*What is being asked*:
Starting at the line that holds "rig.run_update.store(true, Ordering::SeqCst);" and stopping at the line that holds "rig.frames() > frames_at_sleep);", restate the records below word for word, with both of those lines included.

*Working data*:
//! # Combined Two-Thread Protocol Verification
//!
//! Drives the real `CombinedSynchronization` core with a combined
//! update/render thread and a scripted vsync thread, covering the startup
//! barrier, lock-step pacing, pause/resume, idle sleep, slot-based surface
//! replacement and the post-render handshake.
//!
//! Run with: cargo test --test combined_protocol

use crossbeam_channel::{unbounded, Sender};
use metronome_core::surface::RenderSurface;
use metronome_core::time::ManualClock;
use metronome_core::trigger::ChannelTrigger;
use metronome_core::{PacingConfig, TimeSource};
use metronome_sync::{CombinedSynchronization, SyncState};
use std::sync::atomic::{AtomicBool, AtomicU32, Ordering};
use std::sync::Arc;
use std::thread::{self, JoinHandle};
use std::time::{Duration, Instant};

const INTERVAL: u64 = 16_667;

struct TestSurface;

impl RenderSurface for TestSurface {
    fn start_render(&mut self) {}
    fn pre_render(&mut self) -> bool {
        true
    }
    fn post_render(&mut self, _frame_delta_micros: u64) {}
    fn stop_render(&mut self) {}
}

struct Rig {
    sync: Arc<CombinedSynchronization>,
    clock: Arc<ManualClock>,
    tick_tx: Sender<()>,
    frames: Arc<AtomicU32>,
    replaced: Arc<AtomicU32>,
    run_update: Arc<AtomicBool>,
    combined_thread: JoinHandle<()>,
    vsync_thread: JoinHandle<bool>,
}

fn spawn_rig(config: &PacingConfig) -> Rig {
    let clock = Arc::new(ManualClock::starting_at(1_000_000));
    let (trigger, _notifications) = ChannelTrigger::new();
    let sync = Arc::new(CombinedSynchronization::new(
        config,
        Arc::clone(&clock) as Arc<dyn TimeSource>,
        Arc::new(trigger),
        None,
    ));

    let frames = Arc::new(AtomicU32::new(0));
    let replaced = Arc::new(AtomicU32::new(0));
    let run_update = Arc::new(AtomicBool::new(true));
    let (tick_tx, tick_rx) = unbounded::<()>();

    sync.initialise();

    let combined_thread = {
        let sync = Arc::clone(&sync);
        let frames = Arc::clone(&frames);
        let replaced = Arc::clone(&replaced);
        let run_update = Arc::clone(&run_update);
        thread::spawn(move || {
            while let Some(pass) =
                sync.update_render_ready(false, run_update.load(Ordering::SeqCst))
            {
                if let Some(_surface) = pass.new_surface {
                    // Swap instead of rendering this iteration.
                    replaced.fetch_add(1, Ordering::SeqCst);
                    sync.surface_replaced();
                    continue;
                }
                frames.fetch_add(1, Ordering::SeqCst);
            }
        })
    };

    let vsync_thread = {
        let sync = Arc::clone(&sync);
        let clock = Arc::clone(&clock);
        thread::spawn(move || {
            let mut vsyncs_per_render = 1;
            let mut frame_number = 0;
            let mut alive = true;
            while alive && tick_rx.recv().is_ok() {
                frame_number += 1;
                let now = clock.now_micros();
                alive = sync.vsync_ready(
                    true,
                    frame_number,
                    (now / 1_000_000) as u32,
                    (now % 1_000_000) as u32,
                    &mut vsyncs_per_render,
                );
            }
            alive
        })
    };

    Rig {
        sync,
        clock,
        tick_tx,
        frames,
        replaced,
        run_update,
        combined_thread,
        vsync_thread,
    }
}

impl Rig {
    fn tick(&self) {
        self.clock.advance(INTERVAL);
        self.tick_tx.send(()).expect("vsync role gone");
    }

    fn frames(&self) -> u32 {
        self.frames.load(Ordering::SeqCst)
    }

    fn wait_until(&self, what: &str, predicate: impl Fn() -> bool) {
        let deadline = Instant::now() + Duration::from_secs(2);
        while !predicate() {
            assert!(Instant::now() < deadline, "timed out waiting for {what}");
            thread::sleep(Duration::from_millis(1));
        }
    }

    fn shutdown(self) -> Arc<CombinedSynchronization> {
        self.sync.stop();
        self.combined_thread.join().expect("combined role panicked");
        let _ = self.tick_tx.send(());
        self.vsync_thread.join().expect("vsync role panicked");
        self.sync
    }
}

fn start_rig(rig: &Rig) {
    rig.tick();
    rig.sync.start();
    assert_eq!(rig.sync.current_state(), SyncState::Running);
}

#[test]
fn start_blocks_until_both_roles_are_alive() {
    let rig = spawn_rig(&PacingConfig::default());

    let started = Arc::new(AtomicBool::new(false));
    let starter = {
        let sync = Arc::clone(&rig.sync);
        let started = Arc::clone(&started);
        thread::spawn(move || {
            sync.start();
            started.store(true, Ordering::SeqCst);
        })
    };

    thread::sleep(Duration::from_millis(50));
    assert!(!started.load(Ordering::SeqCst));

    rig.tick();
    starter.join().unwrap();
    assert_eq!(rig.sync.current_state(), SyncState::Running);

    rig.shutdown();
}

#[test]
fn frames_advance_with_ticks() {
    let rig = spawn_rig(&PacingConfig::default());
    start_rig(&rig);

    rig.wait_until("first frame", || rig.frames() >= 1);
    rig.tick();
    rig.wait_until("second frame", || rig.frames() >= 2);

    let sync = rig.shutdown();
    assert!(sync.update_render_ready(false, true).is_none());
    let mut vsyncs_per_render = 1;
    assert!(!sync.vsync_ready(true, 99, 0, 0, &mut vsyncs_per_render));
}

#[test]
fn resume_produces_exactly_one_frame_without_a_fresh_tick() {
    let rig = spawn_rig(&PacingConfig::default());
    start_rig(&rig);

    rig.tick();
    rig.wait_until("frames before pause", || rig.frames() >= 2);

    rig.sync.pause();
    thread::sleep(Duration::from_millis(30));
    let frames_at_pause = rig.frames();

    rig.sync.resume();
    rig.wait_until("the resume frame", || rig.frames() == frames_at_pause + 1);
    thread::sleep(Duration::from_millis(30));
    assert_eq!(rig.frames(), frames_at_pause + 1);

    rig.shutdown();
}

#[test]
fn three_idle_frames_enter_sleep_and_update_request_wakes() {
    let rig = spawn_rig(&PacingConfig::default());
    rig.run_update.store(false, Ordering::SeqCst);
    start_rig(&rig);

    let deadline = Instant::now() + Duration::from_secs(2);
    while rig.sync.current_state() != SyncState::Sleeping {
        assert!(Instant::now() < deadline, "core never went to sleep");
        rig.tick();
        thread::sleep(Duration::from_millis(2));
    }

    let frames_at_sleep = rig.frames();
    thread::sleep(Duration::from_millis(30));
    assert_eq!(rig.frames(), frames_at_sleep);

    rig.run_update.store(true, Ordering::SeqCst);
    rig.sync.update_request();
    rig.wait_until("wake from sleep", || {
        rig.sync.current_state() == SyncState::Running
    });
    rig.wait_until("post-wake frame", || rig.frames() > frames_at_sleep);

    rig.shutdown();
}

#[test]
fn surface_slot_is_drained_exactly_once_while_running() {
    let rig = spawn_rig(&PacingConfig::default());
    start_rig(&rig);

    rig.tick();
    rig.wait_until("steady state", || rig.frames() >= 2);

    assert!(rig.sync.replace_surface(Box::new(TestSurface)));
    assert_eq!(rig.replaced.load(Ordering::SeqCst), 1);
    assert_eq!(rig.sync.current_state(), SyncState::Running);

    // The slot replacement consumes an iteration instead of a frame;
    // pacing continues afterwards.
    let frames_after = rig.frames();
    rig.tick();
    rig.wait_until("frame after replace", || rig.frames() > frames_after);

    rig.shutdown();
}

#[test]
fn surface_replacement_wakes_a_sleeping_core() {
    let rig = spawn_rig(&PacingConfig::default());
    rig.run_update.store(false, Ordering::SeqCst);
    start_rig(&rig);

    let deadline = Instant::now() + Duration::from_secs(2);
    while rig.sync.current_state() != SyncState::Sleeping {
        assert!(Instant::now() < deadline, "core never went to sleep");
        rig.tick();
        thread::sleep(Duration::from_millis(2));
    }

    assert!(rig.sync.replace_surface(Box::new(TestSurface)));
    assert_eq!(rig.replaced.load(Ordering::SeqCst), 1);

    rig.shutdown();
}

#[test]
fn replace_surface_rejected_when_stopped() {
    let clock = Arc::new(ManualClock::default());
    let (trigger, _notifications) = ChannelTrigger::new();
    let sync = CombinedSynchronization::new(
        &PacingConfig::default(),
        clock as Arc<dyn TimeSource>,
        Arc::new(trigger),
        None,
    );
    assert!(!sync.replace_surface(Box::new(TestSurface)));
}

#[test]
fn post_render_hold_is_released_by_the_event_thread() {
    let clock = Arc::new(ManualClock::default());
    let (trigger, _notifications) = ChannelTrigger::new();
    let sync = Arc::new(CombinedSynchronization::new(
        &PacingConfig::default(),
        clock as Arc<dyn TimeSource>,
        Arc::new(trigger),
        None,
    ));
    sync.initialise();

    sync.post_render_started();
    let held = Arc::new(AtomicBool::new(true));
    let holder = {
        let sync = Arc::clone(&sync);
        let held = Arc::clone(&held);
        thread::spawn(move || {
            sync.post_render_wait_for_completion();
            held.store(false, Ordering::SeqCst);
        })
    };

    thread::sleep(Duration::from_millis(30));
    assert!(held.load(Ordering::SeqCst), "hold released prematurely");

    sync.post_render_complete();
    holder.join().unwrap();
    assert!(!held.load(Ordering::SeqCst));
}

#[test]
fn post_render_hold_is_released_by_a_stop() {
    let clock = Arc::new(ManualClock::default());
    let (trigger, _notifications) = ChannelTrigger::new();
    let sync = Arc::new(CombinedSynchronization::new(
        &PacingConfig::default(),
        clock as Arc<dyn TimeSource>,
        Arc::new(trigger),
        None,
    ));
    sync.initialise();

    sync.post_render_started();
    let holder = {
        let sync = Arc::clone(&sync);
        thread::spawn(move || sync.post_render_wait_for_completion())
    };

    thread::sleep(Duration::from_millis(20));
    sync.stop();
    holder.join().unwrap();
}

*Solution*:
    rig.run_update.store(true, Ordering::SeqCst);
    rig.sync.update_request();
    rig.wait_until("wake from sleep", || {
        rig.sync.current_state() == SyncState::Running
    });
    rig.wait_until("post-wake frame", || rig.frames() > frames_at_sleep);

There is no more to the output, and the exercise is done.